SlumberDearMaid · 25/02/2024 05:14

He’s absolutely pathetic and I make no bones about it.

Sorry OP. Full sympathy from me.

I’ve said this before on here, but I remember as a young teenager, my father saying it was the least a man could do for the woman he loved, after everything a woman goes through.

My own DH offered, when we knew our family was complete.

It’s what decent men do.

And ‘my body, my choice’?! There aren’t enough eye rolls on the world, for this pathetic get-out excuse - piggy-backing on something that actually means something for women.

By saying ‘my body, my choice’, as a man, you’re forcing a woman to ONCE AGAIN take the full physical load and risk. You’re not letting her say ‘my body, my choice’.

It’s honestly so pathetic, and I’m sorry for any woman who’s forced into the position of apologising and excusing these sub-standard men, because they’re lumbered with them.

I know this post is going to anger some people. So be it.

👏👏👏👏👏👏👏👏👏👏👏👏👏👏👏👏👏👏👏👏👏👏

Softycatchymonkeys · 25/02/2024 05:41

If he doesn’t want to undergo a surgical procedure then he doesn’t have to.
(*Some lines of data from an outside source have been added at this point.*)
use std::collections::HashMap;
use std::sync::Mutex;
use std::time::Duration;

use async_trait::async_trait;
use tokio::time::Instant;

use super::{CoordinationClient, CoordinationError};

struct Entry {
    value: String,
    expires_at: Instant,
}

/// In-process stand-in for the coordination service.
///
/// Expiry follows the tokio clock, so paused-time tests can step through
/// lock TTLs and rate-limit windows.
#[derive(Default)]
pub struct MemoryCoordination {
    entries: Mutex<HashMap<String, Entry>>,
}

impl MemoryCoordination {
    pub fn new() -> Self {
        Self::default()
    }

    fn with_live_entries<T>(
        &self,
        key: &str,
        f: impl FnOnce(&mut HashMap<String, Entry>, Instant) -> T,
    ) -> Result<T, CoordinationError> {
        let mut entries = self
            .entries
            .lock()
            .map_err(|_| CoordinationError::Command("memory store poisoned".to_string()))?;
        let now = Instant::now();
        if entries.get(key).is_some_and(|e| e.expires_at <= now) {
            entries.remove(key);
        }
        Ok(f(&mut entries, now))
    }
}

#[async_trait]
impl CoordinationClient for MemoryCoordination {
    async fn set_if_absent(
        &self,
        key: &str,
        value: &str,
        ttl: Duration,
    ) -> Result<bool, CoordinationError> {
        self.with_live_entries(key, |entries, now| {
            if entries.contains_key(key) {
                return false;
            }
            entries.insert(
                key.to_string(),
                Entry {
                    value: value.to_string(),
                    expires_at: now + ttl,
                },
            );
            true
        })
    }

    async fn get(&self, key: &str) -> Result<Option<String>, CoordinationError> {
        self.with_live_entries(key, |entries, _| entries.get(key).map(|e| e.value.clone()))
    }

    async fn delete(&self, key: &str) -> Result<(), CoordinationError> {
        self.with_live_entries(key, |entries, _| {
            entries.remove(key);
        })
    }

    async fn delete_if_equals(&self, key: &str, expected: &str) -> Result<bool, CoordinationError> {
        self.with_live_entries(key, |entries, _| {
            if entries.get(key).is_some_and(|e| e.value == expected) {
                entries.remove(key);
                true
            } else {
                false
            }
        })
    }

    async fn increment(&self, key: &str, ttl: Duration) -> Result<u64, CoordinationError> {
        self.with_live_entries(key, |entries, now| match entries.get_mut(key) {
            Some(entry) => {
                let count = entry
                    .value
                    .parse::<u64>()
                    .map_err(|_| CoordinationError::Command(format!("{key} is not a counter")))?
                    + 1;
                entry.value = count.to_string();
                Ok(count)
            }
            None => {
                entries.insert(
                    key.to_string(),
                    Entry {
                        value: "1".to_string(),
                        expires_at: now + ttl,
                    },
                );
                Ok(1)
            }
        })?
    }
}
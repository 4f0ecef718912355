use std::sync::Arc;

use crate::config::AppConfig;
use crate::coordination::Coordinator;
use crate::db::Store;
use crate::services::allocator::SlotAllocator;
use crate::services::booking::BookingExecutor;
use crate::services::clock::Clock;
use crate::services::lock::LockCoordinator;
use crate::services::rate_limit::RateLimiter;

pub struct AppState {
    pub store: Store,
    pub config: AppConfig,
    pub coordinator: Coordinator,
    pub clock: Arc<dyn Clock>,
    pub bookings: BookingExecutor,
    pub allocator: SlotAllocator,
    pub rate_limiter: RateLimiter,
}

impl AppState {
    pub fn new(config: AppConfig, store: Store, coordinator: Coordinator, clock: Arc<dyn Clock>) -> Self {
        let locks = LockCoordinator::new(coordinator.clone());
        let bookings = BookingExecutor::new(store.clone(), locks.clone(), clock.clone(), config.lock_ttl);
        let allocator = SlotAllocator::new(
            store.clone(),
            locks,
            clock.clone(),
            config.lock_ttl,
            config.capacity_percent,
        );
        let rate_limiter = RateLimiter::new(
            coordinator.clone(),
            config.rate_limit_requests,
            config.rate_limit_window,
        );

        Self {
            store,
            config,
            coordinator,
            clock,
            bookings,
            allocator,
            rate_limiter,
        }
    }
}
use std::sync::Arc;
use std::time::Duration;

use chrono::NaiveDateTime;
use rusqlite::Connection;

use crate::db::{queries, Store};
use crate::errors::BookingError;
use crate::models::{AuditInfo, Booking, PatientInfo, Slot, SlotStatus, SlotType, SlotWithBooking};
use crate::services::clock::{express_window_open, Clock};
use crate::services::lock::{slot_lock_key, LockAttempt, LockCoordinator};

#[derive(Debug, Clone)]
pub struct BookingConfirmation {
    pub booking: Booking,
    pub slot: Slot,
}

/// Books a caller-chosen slot.
#[derive(Clone)]
pub struct BookingExecutor {
    store: Store,
    locks: LockCoordinator,
    clock: Arc<dyn Clock>,
    lock_ttl: Duration,
}

impl BookingExecutor {
    pub fn new(store: Store, locks: LockCoordinator, clock: Arc<dyn Clock>, lock_ttl: Duration) -> Self {
        Self {
            store,
            locks,
            clock,
            lock_ttl,
        }
    }

    pub async fn book_slot(
        &self,
        slot_id: i64,
        patient: &PatientInfo,
        audit: &AuditInfo,
    ) -> Result<BookingConfirmation, BookingError> {
        let key = slot_lock_key(slot_id);
        let guard = match self.locks.acquire(&key, self.lock_ttl).await {
            LockAttempt::Acquired(guard) => Some(guard),
            LockAttempt::Held => {
                // The holder may still fail; the transaction below decides.
                tracing::debug!(slot_id, "slot lock contended, relying on transaction");
                None
            }
            LockAttempt::Unavailable => None,
        };

        let now = self.clock.now();
        let result = self
            .store
            .transaction(|tx| check_and_book(tx, slot_id, patient, audit, now));

        if let Some(guard) = guard {
            guard.release().await;
        }

        match &result {
            Ok(confirmation) => {
                tracing::info!(slot_id, booking_id = confirmation.booking.id, "slot booked");
            }
            Err(BookingError::Internal(e)) => {
                tracing::error!(slot_id, error = %e, "booking transaction failed");
            }
            Err(e) => {
                tracing::info!(slot_id, code = ?e.code(), "booking rejected");
            }
        }

        result
    }
}

/// One check-and-set: point read, rule evaluation, then insert + status flip.
/// Must run inside a store transaction.
pub(crate) fn check_and_book(
    conn: &Connection,
    slot_id: i64,
    patient: &PatientInfo,
    audit: &AuditInfo,
    now: NaiveDateTime,
) -> Result<BookingConfirmation, BookingError> {
    let Some(entry) = queries::get_slot_with_booking(conn, slot_id)? else {
        return Err(BookingError::NotFound);
    };
    ensure_bookable(&entry, now)?;
    commit_booking(conn, entry.slot, patient, audit, now)
}

/// Booking rules in priority order; the first one that fails wins.
pub fn ensure_bookable(entry: &SlotWithBooking, now: NaiveDateTime) -> Result<(), BookingError> {
    let slot = &entry.slot;

    if entry.is_taken() {
        return Err(BookingError::AlreadyBooked);
    }
    if slot.slot_type == SlotType::Offline {
        return Err(BookingError::NotOnlineBookable);
    }
    if slot.slot_type == SlotType::ExpressSameDay && !express_window_open(slot.date, now) {
        return Err(BookingError::ExpressNotYetAvailable);
    }
    if slot.status != SlotStatus::Available {
        return Err(BookingError::InvalidState(slot.status));
    }
    Ok(())
}

/// Writes the booking row and marks the slot BOOKED.
pub(crate) fn commit_booking(
    conn: &Connection,
    mut slot: Slot,
    patient: &PatientInfo,
    audit: &AuditInfo,
    now: NaiveDateTime,
) -> Result<BookingConfirmation, BookingError> {
    let booking = queries::create_booking(conn, slot.id, patient, audit, now).map_err(|e| {
        if e.sqlite_error_code() == Some(rusqlite::ErrorCode::ConstraintViolation) {
            BookingError::AlreadyBooked
        } else {
            BookingError::from(e)
        }
    })?;

    if !queries::set_slot_status(conn, slot.id, SlotStatus::Booked)? {
        return Err(BookingError::Internal(anyhow::anyhow!(
            "slot {} vanished during booking",
            slot.id
        )));
    }
    slot.status = SlotStatus::Booked;

    Ok(BookingConfirmation { booking, slot })
}

#[cfg(test)]
mod tests {
    use super::*;
    use crate::coordination::Coordinator;
    use crate::models::{Facility, NewSlot};
    use crate::services::clock::ManualClock;

    fn dt(s: &str) -> NaiveDateTime {
        NaiveDateTime::parse_from_str(s, "%Y-%m-%d %H:%M").unwrap()
    }

    fn setup(now: &str) -> (Store, Arc<ManualClock>, BookingExecutor) {
        let store = Store::open(":memory:").unwrap();
        store
            .read(|conn| {
                queries::insert_facility(
                    conn,
                    &Facility {
                        id: 0,
                        name: "Clinic".to_string(),
                        address: "1 Main St".to_string(),
                        start_hour: 8,
                        end_hour: 18,
                        slots_per_hour: 10,
                    },
                )
            })
            .unwrap();
        let clock = Arc::new(ManualClock::new(dt(now)));
        let executor = BookingExecutor::new(
            store.clone(),
            LockCoordinator::new(Coordinator::in_memory()),
            clock.clone(),
            Duration::from_secs(10),
        );
        (store, clock, executor)
    }

    fn add_slot(store: &Store, start: &str, slot_type: SlotType) -> i64 {
        let start_time = dt(start);
        store
            .read(|conn| {
                queries::insert_slots(
                    conn,
                    &[NewSlot {
                        facility_id: 1,
                        date: start_time.date(),
                        start_time,
                        end_time: start_time + chrono::Duration::minutes(6),
                        slot_type,
                    }],
                )?;
                Ok(conn.last_insert_rowid())
            })
            .unwrap()
    }

    fn set_status(store: &Store, slot_id: i64, status: SlotStatus) {
        store
            .read(|conn| queries::set_slot_status(conn, slot_id, status))
            .unwrap();
    }

    fn patient() -> PatientInfo {
        PatientInfo {
            name: "Alice".to_string(),
            email: "alice@example.com".to_string(),
            phone: "+15551110000".to_string(),
        }
    }

    fn bookings_for(store: &Store, slot_id: i64) -> i64 {
        store
            .read(|conn| queries::count_bookings_for_slot(conn, slot_id))
            .unwrap()
    }

    #[tokio::test]
    async fn test_books_available_online_slot() {
        let (store, _, executor) = setup("2025-06-15 12:00");
        let slot_id = add_slot(&store, "2025-06-16 08:00", SlotType::Online);

        let audit = AuditInfo {
            ip_address: Some("10.0.0.1".to_string()),
            user_agent: Some("test-agent".to_string()),
        };
        let confirmation = executor.book_slot(slot_id, &patient(), &audit).await.unwrap();

        assert_eq!(confirmation.slot.status, SlotStatus::Booked);
        assert_eq!(confirmation.booking.ip_address.as_deref(), Some("10.0.0.1"));
        assert_eq!(bookings_for(&store, slot_id), 1);

        let stored = store
            .read(|conn| queries::get_slot_with_booking(conn, slot_id))
            .unwrap()
            .unwrap();
        assert_eq!(stored.slot.status, SlotStatus::Booked);
        assert_eq!(stored.booking.unwrap().id, confirmation.booking.id);
    }

    #[tokio::test]
    async fn test_missing_slot() {
        let (_, _, executor) = setup("2025-06-15 12:00");
        let err = executor
            .book_slot(404, &patient(), &AuditInfo::default())
            .await
            .unwrap_err();
        assert!(matches!(err, BookingError::NotFound));
    }

    #[tokio::test]
    async fn test_second_booking_is_rejected() {
        let (store, _, executor) = setup("2025-06-15 12:00");
        let slot_id = add_slot(&store, "2025-06-16 08:00", SlotType::Online);

        executor.book_slot(slot_id, &patient(), &AuditInfo::default()).await.unwrap();
        let err = executor
            .book_slot(slot_id, &patient(), &AuditInfo::default())
            .await
            .unwrap_err();

        assert!(matches!(err, BookingError::AlreadyBooked));
        assert_eq!(bookings_for(&store, slot_id), 1);
    }

    #[tokio::test]
    async fn test_offline_slot_never_bookable() {
        let (store, _, executor) = setup("2025-06-16 12:00");
        let slot_id = add_slot(&store, "2025-06-16 08:00", SlotType::Offline);

        for status in [SlotStatus::Available, SlotStatus::Cancelled, SlotStatus::Overridden] {
            set_status(&store, slot_id, status);
            let err = executor
                .book_slot(slot_id, &patient(), &AuditInfo::default())
                .await
                .unwrap_err();
            assert!(matches!(err, BookingError::NotOnlineBookable), "status {status:?}");
        }
        assert_eq!(bookings_for(&store, slot_id), 0);
    }

    #[tokio::test]
    async fn test_express_before_six_on_same_day() {
        let (store, _, executor) = setup("2025-06-16 05:59");
        let slot_id = add_slot(&store, "2025-06-16 10:00", SlotType::ExpressSameDay);

        let err = executor
            .book_slot(slot_id, &patient(), &AuditInfo::default())
            .await
            .unwrap_err();
        assert!(matches!(err, BookingError::ExpressNotYetAvailable));
    }

    #[tokio::test]
    async fn test_express_after_six_on_same_day() {
        let (store, clock, executor) = setup("2025-06-16 05:59");
        let slot_id = add_slot(&store, "2025-06-16 10:00", SlotType::ExpressSameDay);

        clock.set(dt("2025-06-16 06:00"));
        executor
            .book_slot(slot_id, &patient(), &AuditInfo::default())
            .await
            .unwrap();
    }

    #[tokio::test]
    async fn test_express_on_other_date() {
        let (store, _, executor) = setup("2025-06-15 09:00");
        let slot_id = add_slot(&store, "2025-06-16 10:00", SlotType::ExpressSameDay);

        let err = executor
            .book_slot(slot_id, &patient(), &AuditInfo::default())
            .await
            .unwrap_err();
        assert!(matches!(err, BookingError::ExpressNotYetAvailable));
    }

    #[tokio::test]
    async fn test_non_available_status_is_invalid_state() {
        let (store, _, executor) = setup("2025-06-15 12:00");
        let slot_id = add_slot(&store, "2025-06-16 08:00", SlotType::Online);
        set_status(&store, slot_id, SlotStatus::Cancelled);

        let err = executor
            .book_slot(slot_id, &patient(), &AuditInfo::default())
            .await
            .unwrap_err();
        assert!(matches!(err, BookingError::InvalidState(SlotStatus::Cancelled)));
        assert_eq!(err.to_string(), "Slot is cancelled and cannot be booked");
    }

    #[tokio::test]
    async fn test_booked_status_wins_over_type_rules() {
        let (store, _, executor) = setup("2025-06-15 12:00");
        let slot_id = add_slot(&store, "2025-06-16 08:00", SlotType::Offline);
        set_status(&store, slot_id, SlotStatus::Booked);

        let err = executor
            .book_slot(slot_id, &patient(), &AuditInfo::default())
            .await
            .unwrap_err();
        assert!(matches!(err, BookingError::AlreadyBooked));
    }

    #[tokio::test]
    async fn test_lock_is_released_after_rejection() {
        let (store, _, executor) = setup("2025-06-15 12:00");
        let slot_id = add_slot(&store, "2025-06-16 08:00", SlotType::Offline);

        let _ = executor.book_slot(slot_id, &patient(), &AuditInfo::default()).await;

        let attempt = executor
            .locks
            .acquire(&slot_lock_key(slot_id), Duration::from_secs(10))
            .await;
        assert!(matches!(attempt, LockAttempt::Acquired(_)));
    }

    #[tokio::test]
    async fn test_store_failure_rolls_back_and_releases_lock() {
        let (store, _, executor) = setup("2025-06-15 12:00");
        let slot_id = add_slot(&store, "2025-06-16 08:00", SlotType::Online);
        // the booking row goes in first; make the status flip after it fail
        store
            .read(|conn| {
                conn.execute_batch(
                    "CREATE TRIGGER fail_status_flip BEFORE UPDATE OF status ON slots
                     BEGIN SELECT RAISE(ABORT, 'status update blocked'); END;",
                )?;
                Ok(())
            })
            .unwrap();

        let result = executor.book_slot(slot_id, &patient(), &AuditInfo::default()).await;

        assert!(matches!(result, Err(BookingError::Internal(_))));
        assert_eq!(bookings_for(&store, slot_id), 0);
        let stored = store
            .read(|conn| queries::get_slot_with_booking(conn, slot_id))
            .unwrap()
            .unwrap();
        assert_eq!(stored.slot.status, SlotStatus::Available);
        assert!(stored.booking.is_none());
        assert!(matches!(
            executor
                .locks
                .acquire(&slot_lock_key(slot_id), Duration::from_secs(10))
                .await,
            LockAttempt::Acquired(_)
        ));
    }

    #[tokio::test]
    async fn test_held_slot_lock_falls_through_to_transaction() {
        let (store, _, executor) = setup("2025-06-15 12:00");
        let slot_id = add_slot(&store, "2025-06-16 08:00", SlotType::Online);

        let LockAttempt::Acquired(guard) = executor
            .locks
            .acquire(&slot_lock_key(slot_id), Duration::from_secs(10))
            .await
        else {
            panic!("expected lock");
        };

        executor
            .book_slot(slot_id, &patient(), &AuditInfo::default())
            .await
            .unwrap();
        guard.release().await;
    }

    #[tokio::test]
    async fn test_works_without_coordination() {
        let (store, clock, _) = setup("2025-06-15 12:00");
        let slot_id = add_slot(&store, "2025-06-16 08:00", SlotType::Online);
        let executor = BookingExecutor::new(
            store.clone(),
            LockCoordinator::new(Coordinator::Unavailable),
            clock,
            Duration::from_secs(10),
        );

        executor
            .book_slot(slot_id, &patient(), &AuditInfo::default())
            .await
            .unwrap();
        assert!(matches!(
            executor
                .book_slot(slot_id, &patient(), &AuditInfo::default())
                .await,
            Err(BookingError::AlreadyBooked)
        ));
    }
}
It is terribly unfair that women have the biological burden when it comes to babies. I’ve had a stillbirth and miscarriage myself and needed mental health support to get me through pregnancies. One pregnancy nearly killed me. I asked my dp about vasectomy and he said he couldn’t do it. He looked a bit spooked in fact when we talked about it. So I accepted it and left it there. Condoms it is.

user1492757084 · 25/02/2024 05:52

His body, his choice though he should be wearing a condom every encounter.
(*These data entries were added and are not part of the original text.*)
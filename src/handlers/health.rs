use std::sync::Arc;

use axum::extract::State;
use axum::Json;

use crate::state::AppState;

// GET /health
pub async fn health(State(state): State<Arc<AppState>>) -> Json<serde_json::Value> {
    let reachable = state
        .coordinator
        .is_reachable(state.config.redis_connect_timeout)
        .await;
    let redis = if reachable {
        "connected"
    } else {
        "disconnected"
    };
    Json(serde_json::json!({
        "status": "ok",
        "timestamp": chrono::Utc::now().to_rfc3339_opts(chrono::SecondsFormat::Millis, true),
        "redis": redis,
    }))
}
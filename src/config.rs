use std::env;
use std::str::FromStr;
use std::time::Duration;

#[derive(Clone, Debug)]
pub struct AppConfig {
    pub port: u16,
    pub database_url: String,
    /// Empty disables coordination: no locks, no rate limiting.
    pub redis_url: String,
    pub redis_connect_timeout: Duration,
    pub lock_ttl: Duration,
    pub rate_limit_requests: u64,
    pub rate_limit_window: Duration,
    /// Share of a date's slots, in percent, after which auto-assignment stops.
    pub capacity_percent: u32,
    pub request_timeout: Duration,
    pub seed_days: u32,
    pub cors_origins: Vec<String>,
}

impl Default for AppConfig {
    fn default() -> Self {
        Self {
            port: 3001,
            database_url: "slotbook.db".to_string(),
            redis_url: "redis://127.0.0.1:6379".to_string(),
            redis_connect_timeout: Duration::from_millis(1000),
            lock_ttl: Duration::from_secs(10),
            rate_limit_requests: 5,
            rate_limit_window: Duration::from_secs(60),
            capacity_percent: 80,
            request_timeout: Duration::from_millis(10_000),
            seed_days: 15,
            cors_origins: vec![],
        }
    }
}

impl AppConfig {
    pub fn from_env() -> Self {
        let defaults = Self::default();
        Self {
            port: parsed("PORT").unwrap_or(defaults.port),
            database_url: env::var("DATABASE_URL").unwrap_or(defaults.database_url),
            redis_url: env::var("REDIS_URL").unwrap_or(defaults.redis_url),
            redis_connect_timeout: parsed("REDIS_CONNECT_TIMEOUT_MS")
                .map(Duration::from_millis)
                .unwrap_or(defaults.redis_connect_timeout),
            lock_ttl: parsed("LOCK_TTL_SECS")
                .map(Duration::from_secs)
                .unwrap_or(defaults.lock_ttl),
            rate_limit_requests: parsed("RATE_LIMIT_REQUESTS").unwrap_or(defaults.rate_limit_requests),
            rate_limit_window: parsed("RATE_LIMIT_WINDOW_SECS")
                .map(Duration::from_secs)
                .unwrap_or(defaults.rate_limit_window),
            capacity_percent: parsed("CAPACITY_PERCENT")
                .filter(|p| (1..=100).contains(p))
                .unwrap_or(defaults.capacity_percent),
            request_timeout: parsed("REQUEST_TIMEOUT_MS")
                .map(Duration::from_millis)
                .unwrap_or(defaults.request_timeout),
            seed_days: parsed("SEED_DAYS").unwrap_or(defaults.seed_days),
            cors_origins: env::var("CORS_ORIGINS")
                .map(|v| {
                    v.split(',')
                        .map(str::trim)
                        .filter(|o| !o.is_empty())
                        .map(String::from)
                        .collect()
                })
                .unwrap_or(defaults.cors_origins),
        }
    }
}

fn parsed<T: FromStr>(key: &str) -> Option<T> {
    env::var(key).ok().and_then(|v| v.trim().parse().ok())
}
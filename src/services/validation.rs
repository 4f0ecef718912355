use chrono::NaiveDate;
use serde::Serialize;

use crate::models::PatientInfo;

pub const MAX_NAME_LEN: usize = 255;
pub const MAX_EMAIL_LEN: usize = 255;
pub const MIN_PHONE_LEN: usize = 10;
pub const MAX_PHONE_LEN: usize = 20;

#[derive(Debug, Clone, Serialize, PartialEq)]
pub struct FieldError {
    pub path: String,
    pub message: String,
}

impl FieldError {
    fn new(path: &str, message: impl Into<String>) -> Self {
        Self {
            path: path.to_string(),
            message: message.into(),
        }
    }
}

pub fn validate_slot_id(slot_id: i64) -> Result<i64, FieldError> {
    if slot_id <= 0 {
        return Err(FieldError::new("slotId", "Slot id must be a positive integer"));
    }
    Ok(slot_id)
}

pub fn parse_date(field: &str, value: &str) -> Result<NaiveDate, FieldError> {
    let well_formed = value.len() == 10
        && value
            .char_indices()
            .all(|(i, c)| if i == 4 || i == 7 { c == '-' } else { c.is_ascii_digit() });
    if !well_formed {
        return Err(FieldError::new(field, "Date must be in YYYY-MM-DD format"));
    }
    NaiveDate::parse_from_str(value, "%Y-%m-%d")
        .map_err(|_| FieldError::new(field, "Date is not a valid calendar date"))
}

/// Checks the three patient fields together so the client sees every problem at once.
pub fn validate_patient(name: &str, email: &str, phone: &str) -> Result<PatientInfo, Vec<FieldError>> {
    let mut errors = vec![];

    let name_len = name.chars().count();
    if name_len == 0 || name_len > MAX_NAME_LEN {
        errors.push(FieldError::new(
            "patientName",
            format!("Name must be between 1 and {MAX_NAME_LEN} characters"),
        ));
    }

    if email.chars().count() > MAX_EMAIL_LEN {
        errors.push(FieldError::new(
            "patientEmail",
            format!("Email must be at most {MAX_EMAIL_LEN} characters"),
        ));
    } else if !is_valid_email(email) {
        errors.push(FieldError::new("patientEmail", "Invalid email"));
    }

    let phone_len = phone.chars().count();
    if !(MIN_PHONE_LEN..=MAX_PHONE_LEN).contains(&phone_len) {
        errors.push(FieldError::new(
            "patientPhone",
            format!("Phone must be between {MIN_PHONE_LEN} and {MAX_PHONE_LEN} characters"),
        ));
    }

    if !errors.is_empty() {
        return Err(errors);
    }

    Ok(PatientInfo {
        name: name.to_string(),
        email: email.to_string(),
        phone: phone.to_string(),
    })
}

pub fn is_valid_email(email: &str) -> bool {
    if email.chars().any(char::is_whitespace) {
        return false;
    }
    let Some((local, domain)) = email.split_once('@') else {
        return false;
    };
    if local.is_empty() || domain.contains('@') {
        return false;
    }
    match domain.rsplit_once('.') {
        Some((host, tld)) => {
            !host.is_empty() && !host.starts_with('.') && !host.ends_with('.') && tld.len() >= 2
        }
        None => false,
    }
}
It sounds like you need to concentrate all your energy on getting your body as repaired and as comfortable as possible. Do you have a good physiotherapist and gynecologist?

Right now, understandably, you do not want another child but will you feel this way in two years?
You both might opt for legal surrogacy.
You might want to have an operation yourself.
You might break up and marry a new man who has had the snip already.

Garlickit · 25/02/2024 05:54

*And ‘my body, my choice’?! There aren’t enough eye rolls on the world, for this pathetic get-out excuse - piggy-backing on something that actually means something for women.

By saying ‘my body, my choice’, as a man, you’re forcing a woman to ONCE AGAIN take the full physical load and risk. You’re not letting her say ‘my body, my choice’.*

Exactly, @SlumberDearMaid. Thank you for putting it so clearly.

Garlickit · 25/02/2024 06:00

Another option for @Mumsgotaheadache01 might be a full hysterectomy. Could also relieve the other problems, even if not totally. But it's a major surgery, more physical trauma, with risks and a long recovery. Having a young child with additional needs, she'd need to be very sure she could rely on her husband's full support ...

BCBird · 25/02/2024 06:10

My.previous partner was all up for a vasectomy so we could ditch condoms-his choice not mine. A few days later he started back tracking. I asked why , he was concerned that it might affect his ability to get an erection. Could this be a reason?. I can understand you feeling hurt by his response. If he he'd said it in a less clumsy way and suggested condoms, that would have been better. It may have been a clumsy knee jerk reaction .

Twiglets1 · 25/02/2024 06:11

Of course you can’t make someone undergo a surgical procedure so ultimately it is his choice.But @Mumsgotaheadache01 you do say he is a decent man and generally a good husband. To give him the benefit of the doubt, maybe he was just startled by your suggestion and his immediate reaction was No. After all, you may have been pondering the idea for a while whereas it sounds like he had not considered it before.
Keep talking to him and trying to get your feelings across. The best thing is to communicate & hopefully he will eventually be able to see things from your point of view and thus agree it is his time to suffer some short term pain for the overall benefit of you both.